TASK GOAL => Your answer is to be the count alone: the number of lines in the data below where "extractor" appears.

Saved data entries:
*** Block opens ***
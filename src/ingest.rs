//! Ingestion orchestrator: one-shot index builds with dedup and idempotence
//!
//! Phase order matters for crash safety: every persisted phase is a safe
//! cut, and a re-run with no new content returns before any LLM call or
//! index write.

use std::collections::HashSet;
use std::path::Path;
use std::sync::Arc;

use tracing::{info, warn};

use crate::community::CommunitySummarizer;
use crate::config::AppConfig;
use crate::embedding::Embedder;
use crate::extractor::{ExtractionAccumulator, Extractor};
use crate::graph::cluster_graph;
use crate::index::IndexBuilder;
use crate::llm::LlmGateway;
use crate::loader::{Document, DocumentLoader};
use crate::store::{ArtifactStore, ProcessedFileRecord};
use crate::Result;

/// Counters for one ingestion run
#[derive(Debug, Default, Clone, PartialEq, Eq)]
pub struct IngestionReport {
    pub new_documents: usize,
    pub chunks: usize,
    pub entities: usize,
    pub relationships: usize,
    pub communities: usize,
    pub summaries: usize,
}

/// Drives loader, extractor, community builder and index builder in order
pub struct IngestionPipeline {
    config: AppConfig,
    gateway: LlmGateway,
    store: ArtifactStore,
}

impl IngestionPipeline {
    #[must_use]
    pub fn new(config: AppConfig, gateway: LlmGateway, embedder: Arc<dyn Embedder>) -> Self {
        let store = ArtifactStore::new(config.output_dir.clone(), embedder);
        Self {
            config,
            gateway,
            store,
        }
    }

    #[must_use]
    pub fn store(&self) -> &ArtifactStore {
        &self.store
    }

    /// Run one ingestion pass over the configured input directory
    ///
    /// # Errors
    ///
    /// Propagates loader, provider and index errors; tables persisted before
    /// the failure remain valid.
    pub async fn add_documents(&self) -> Result<IngestionReport> {
        info!(input = %self.config.input_dir, "adding documents");

        // 1. Known content hashes
        let mut processed = self.store.load_processed_files()?;
        let mut known: HashSet<String> =
            processed.iter().map(|r| r.content_hash.clone()).collect();

        // 2. Load and drop already-processed documents
        let loader = DocumentLoader::new(&self.config.ignore_patterns)?;
        let documents = loader.load_dir(Path::new(&self.config.input_dir))?;
        let mut new_documents: Vec<(Document, String)> = Vec::new();
        for doc in documents {
            let hash = doc.content_hash();
            if known.contains(&hash) {
                continue;
            }
            known.insert(hash.clone());
            new_documents.push((doc, hash));
        }

        if new_documents.is_empty() {
            info!("no new documents to add");
            return Ok(IngestionReport::default());
        }
        info!(count = new_documents.len(), "new documents found");

        // 3. Chunk, embed, write the main index
        let builder = IndexBuilder::new(&self.store, &self.config.chunking)?;
        let docs: Vec<Document> = new_documents.iter().map(|(d, _)| d.clone()).collect();
        let chunks = builder.chunk_documents(&docs)?;
        builder.write_main_index(&chunks).await?;

        // 4. Extract entities and relationships per chunk
        let extractor = Extractor::new(self.gateway.clone());
        let mut accumulator = ExtractionAccumulator::new();
        for (i, chunk) in chunks.iter().enumerate() {
            extractor.extract_chunk(chunk, &mut accumulator).await?;
            info!(chunk = i + 1, total = chunks.len(), "chunk processed");
        }
        let (new_entities, new_relationships, entity_chunks) = accumulator.into_parts();

        // 5. Persist merged entity and relationship tables
        let entities = {
            let mut merged = self.store.load_entities()?;
            let mut seen: HashSet<String> = merged
                .iter()
                .map(|e| crate::store::EntityRecord::identity_key(&e.name, &e.entity_type))
                .collect();
            for entity in new_entities {
                let key =
                    crate::store::EntityRecord::identity_key(&entity.name, &entity.entity_type);
                if seen.insert(key) {
                    merged.push(entity);
                }
            }
            self.store.save_entities(&merged)?;
            merged
        };

        let relationships = {
            let mut merged = self.store.load_relationships()?;
            let mut seen: HashSet<String> = merged.iter().map(|r| r.id.clone()).collect();
            for rel in new_relationships {
                if seen.insert(rel.id.clone()) {
                    merged.push(rel);
                }
            }
            self.store.save_relationships(&merged)?;
            merged
        };
        info!(
            entities = entities.len(),
            relationships = relationships.len(),
            "graph tables saved"
        );

        // 6. Community detection and summarization over the merged table
        let mut communities_count = 0;
        let mut summaries_count = 0;
        if relationships.is_empty() {
            info!("no relationships extracted, skipping community detection");
        } else {
            let communities = cluster_graph(&relationships, &self.config.community_detection);
            if communities.is_empty() {
                info!("no communities detected");
            } else {
                self.store.save_communities(&communities)?;
                communities_count = communities.len();

                let summarizer = CommunitySummarizer::new(self.gateway.clone());
                let new_summaries = summarizer.summarize(&communities, &entity_chunks).await?;

                // Keep prior summaries for communities not re-summarized in
                // this run, but only while their community still exists.
                let live: HashSet<i64> = communities.iter().map(|c| c.cluster_id).collect();
                let fresh: HashSet<i64> =
                    new_summaries.iter().map(|s| s.community_id).collect();
                let mut summaries = new_summaries;
                for old in self.store.load_community_summaries()? {
                    if live.contains(&old.community_id) && !fresh.contains(&old.community_id) {
                        summaries.push(old);
                    }
                }
                self.store.save_community_summaries(&summaries)?;
                summaries_count = summaries.len();

                builder.write_community_index(&summaries, &entities).await?;
            }
        }

        // 7. Entity index over the merged entity table
        builder.write_entity_index(&entities).await?;

        // 8. Record newly processed inputs
        for (doc, hash) in &new_documents {
            processed.push(ProcessedFileRecord {
                path: doc.source_path.clone(),
                content_hash: hash.clone(),
            });
        }
        self.store.save_processed_files(&processed)?;

        let report = IngestionReport {
            new_documents: new_documents.len(),
            chunks: chunks.len(),
            entities: entities.len(),
            relationships: relationships.len(),
            communities: communities_count,
            summaries: summaries_count,
        };
        if report.entities == 0 {
            warn!("run produced no entities; check extraction responses");
        }
        info!(?report, "documents processed");
        Ok(report)
    }
}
*** Block closes ***
RESPONSE AREA => 4